### Exercise prompt
In full and word for word, give the records again.

--- START ---

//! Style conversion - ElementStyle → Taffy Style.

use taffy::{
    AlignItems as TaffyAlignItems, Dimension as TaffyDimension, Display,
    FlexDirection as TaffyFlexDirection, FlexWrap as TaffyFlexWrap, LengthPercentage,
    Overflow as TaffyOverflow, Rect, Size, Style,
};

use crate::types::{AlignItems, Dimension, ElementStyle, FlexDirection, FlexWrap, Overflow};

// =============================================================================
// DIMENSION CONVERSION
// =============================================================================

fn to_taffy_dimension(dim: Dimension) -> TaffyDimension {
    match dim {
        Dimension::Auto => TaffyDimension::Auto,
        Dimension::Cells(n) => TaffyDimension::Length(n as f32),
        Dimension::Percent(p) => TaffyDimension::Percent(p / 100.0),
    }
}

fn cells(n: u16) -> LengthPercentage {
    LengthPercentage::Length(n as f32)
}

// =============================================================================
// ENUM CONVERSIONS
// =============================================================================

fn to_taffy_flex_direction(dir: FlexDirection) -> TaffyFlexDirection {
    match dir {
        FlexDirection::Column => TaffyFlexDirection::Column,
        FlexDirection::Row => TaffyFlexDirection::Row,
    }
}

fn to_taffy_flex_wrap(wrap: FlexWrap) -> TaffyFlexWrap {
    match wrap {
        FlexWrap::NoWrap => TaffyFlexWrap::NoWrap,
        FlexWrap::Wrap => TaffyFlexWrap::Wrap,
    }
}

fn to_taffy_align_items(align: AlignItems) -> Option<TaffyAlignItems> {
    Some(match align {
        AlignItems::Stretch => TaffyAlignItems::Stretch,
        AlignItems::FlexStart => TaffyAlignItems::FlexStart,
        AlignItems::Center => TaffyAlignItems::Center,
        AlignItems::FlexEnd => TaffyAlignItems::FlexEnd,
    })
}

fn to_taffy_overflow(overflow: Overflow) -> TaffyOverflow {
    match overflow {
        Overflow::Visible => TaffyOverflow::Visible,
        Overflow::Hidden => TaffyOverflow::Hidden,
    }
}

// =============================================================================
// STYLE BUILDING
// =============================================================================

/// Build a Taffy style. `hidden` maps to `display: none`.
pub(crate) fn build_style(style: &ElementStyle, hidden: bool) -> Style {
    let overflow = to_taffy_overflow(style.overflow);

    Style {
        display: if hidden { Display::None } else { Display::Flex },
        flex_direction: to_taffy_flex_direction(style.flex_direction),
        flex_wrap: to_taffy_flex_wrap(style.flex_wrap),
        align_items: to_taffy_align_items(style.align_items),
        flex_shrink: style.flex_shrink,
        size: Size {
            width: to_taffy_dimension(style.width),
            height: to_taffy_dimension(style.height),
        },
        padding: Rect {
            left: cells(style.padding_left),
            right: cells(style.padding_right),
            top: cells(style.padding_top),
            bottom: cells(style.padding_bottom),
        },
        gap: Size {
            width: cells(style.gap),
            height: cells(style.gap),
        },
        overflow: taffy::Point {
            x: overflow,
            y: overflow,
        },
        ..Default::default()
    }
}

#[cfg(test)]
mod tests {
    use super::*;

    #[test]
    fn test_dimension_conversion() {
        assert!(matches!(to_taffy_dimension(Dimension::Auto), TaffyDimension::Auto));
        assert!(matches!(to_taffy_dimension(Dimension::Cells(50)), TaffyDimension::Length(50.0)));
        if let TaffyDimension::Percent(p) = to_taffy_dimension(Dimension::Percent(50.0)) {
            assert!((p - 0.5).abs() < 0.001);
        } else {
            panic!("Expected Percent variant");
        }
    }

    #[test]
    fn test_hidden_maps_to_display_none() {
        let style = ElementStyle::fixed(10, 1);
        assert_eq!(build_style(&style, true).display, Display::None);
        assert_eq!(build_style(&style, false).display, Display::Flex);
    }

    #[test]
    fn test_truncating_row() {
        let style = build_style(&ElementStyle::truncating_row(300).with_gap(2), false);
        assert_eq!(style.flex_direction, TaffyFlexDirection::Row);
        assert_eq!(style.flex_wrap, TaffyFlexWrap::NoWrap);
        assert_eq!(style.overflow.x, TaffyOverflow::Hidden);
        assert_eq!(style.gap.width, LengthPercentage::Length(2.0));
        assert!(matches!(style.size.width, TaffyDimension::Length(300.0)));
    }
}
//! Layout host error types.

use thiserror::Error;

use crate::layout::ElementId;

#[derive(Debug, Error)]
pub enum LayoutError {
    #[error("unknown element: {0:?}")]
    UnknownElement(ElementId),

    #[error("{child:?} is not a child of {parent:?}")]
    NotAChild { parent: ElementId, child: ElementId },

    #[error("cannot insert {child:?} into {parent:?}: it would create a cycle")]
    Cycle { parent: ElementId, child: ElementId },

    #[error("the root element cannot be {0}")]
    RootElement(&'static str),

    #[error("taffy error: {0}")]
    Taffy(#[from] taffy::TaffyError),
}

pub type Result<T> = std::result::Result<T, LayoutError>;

--- END ---

### Result of the task
//! Style conversion - ElementStyle → Taffy Style.

use taffy::{
    AlignItems as TaffyAlignItems, Dimension as TaffyDimension, Display,
    FlexDirection as TaffyFlexDirection, FlexWrap as TaffyFlexWrap, LengthPercentage,
    Overflow as TaffyOverflow, Rect, Size, Style,
};

use crate::types::{AlignItems, Dimension, ElementStyle, FlexDirection, FlexWrap, Overflow};

// =============================================================================
// DIMENSION CONVERSION
// =============================================================================

fn to_taffy_dimension(dim: Dimension) -> TaffyDimension {
    match dim {
        Dimension::Auto => TaffyDimension::Auto,
        Dimension::Cells(n) => TaffyDimension::Length(n as f32),
        Dimension::Percent(p) => TaffyDimension::Percent(p / 100.0),
    }
}

fn cells(n: u16) -> LengthPercentage {
    LengthPercentage::Length(n as f32)
}

// =============================================================================
// ENUM CONVERSIONS
// =============================================================================

fn to_taffy_flex_direction(dir: FlexDirection) -> TaffyFlexDirection {
    match dir {
        FlexDirection::Column => TaffyFlexDirection::Column,
        FlexDirection::Row => TaffyFlexDirection::Row,
    }
}

fn to_taffy_flex_wrap(wrap: FlexWrap) -> TaffyFlexWrap {
    match wrap {
        FlexWrap::NoWrap => TaffyFlexWrap::NoWrap,
        FlexWrap::Wrap => TaffyFlexWrap::Wrap,
    }
}

fn to_taffy_align_items(align: AlignItems) -> Option<TaffyAlignItems> {
    Some(match align {
        AlignItems::Stretch => TaffyAlignItems::Stretch,
        AlignItems::FlexStart => TaffyAlignItems::FlexStart,
        AlignItems::Center => TaffyAlignItems::Center,
        AlignItems::FlexEnd => TaffyAlignItems::FlexEnd,
    })
}

fn to_taffy_overflow(overflow: Overflow) -> TaffyOverflow {
    match overflow {
        Overflow::Visible => TaffyOverflow::Visible,
        Overflow::Hidden => TaffyOverflow::Hidden,
    }
}

// =============================================================================
// STYLE BUILDING
// =============================================================================

/// Build a Taffy style. `hidden` maps to `display: none`.
pub(crate) fn build_style(style: &ElementStyle, hidden: bool) -> Style {
    let overflow = to_taffy_overflow(style.overflow);

    Style {
        display: if hidden { Display::None } else { Display::Flex },
        flex_direction: to_taffy_flex_direction(style.flex_direction),
        flex_wrap: to_taffy_flex_wrap(style.flex_wrap),
        align_items: to_taffy_align_items(style.align_items),
        flex_shrink: style.flex_shrink,
        size: Size {
            width: to_taffy_dimension(style.width),
            height: to_taffy_dimension(style.height),
        },
        padding: Rect {
            left: cells(style.padding_left),
            right: cells(style.padding_right),
            top: cells(style.padding_top),
            bottom: cells(style.padding_bottom),
        },
        gap: Size {
            width: cells(style.gap),
            height: cells(style.gap),
        },
        overflow: taffy::Point {
            x: overflow,
            y: overflow,
        },
        ..Default::default()
    }
}

#[cfg(test)]
mod tests {
    use super::*;

    #[test]
    fn test_dimension_conversion() {
        assert!(matches!(to_taffy_dimension(Dimension::Auto), TaffyDimension::Auto));
        assert!(matches!(to_taffy_dimension(Dimension::Cells(50)), TaffyDimension::Length(50.0)));
        if let TaffyDimension::Percent(p) = to_taffy_dimension(Dimension::Percent(50.0)) {
            assert!((p - 0.5).abs() < 0.001);
        } else {
            panic!("Expected Percent variant");
        }
    }

    #[test]
    fn test_hidden_maps_to_display_none() {
        let style = ElementStyle::fixed(10, 1);
        assert_eq!(build_style(&style, true).display, Display::None);
        assert_eq!(build_style(&style, false).display, Display::Flex);
    }

    #[test]
    fn test_truncating_row() {
        let style = build_style(&ElementStyle::truncating_row(300).with_gap(2), false);
        assert_eq!(style.flex_direction, TaffyFlexDirection::Row);
        assert_eq!(style.flex_wrap, TaffyFlexWrap::NoWrap);
        assert_eq!(style.overflow.x, TaffyOverflow::Hidden);
        assert_eq!(style.gap.width, LengthPercentage::Length(2.0));
        assert!(matches!(style.size.width, TaffyDimension::Length(300.0)));
    }
}
//! Layout host error types.

use thiserror::Error;

use crate::layout::ElementId;

#[derive(Debug, Error)]
pub enum LayoutError {
    #[error("unknown element: {0:?}")]
    UnknownElement(ElementId),

    #[error("{child:?} is not a child of {parent:?}")]
    NotAChild { parent: ElementId, child: ElementId },

    #[error("cannot insert {child:?} into {parent:?}: it would create a cycle")]
    Cycle { parent: ElementId, child: ElementId },

    #[error("the root element cannot be {0}")]
    RootElement(&'static str),

    #[error("taffy error: {0}")]
    Taffy(#[from] taffy::TaffyError),
}

pub type Result<T> = std::result::Result<T, LayoutError>;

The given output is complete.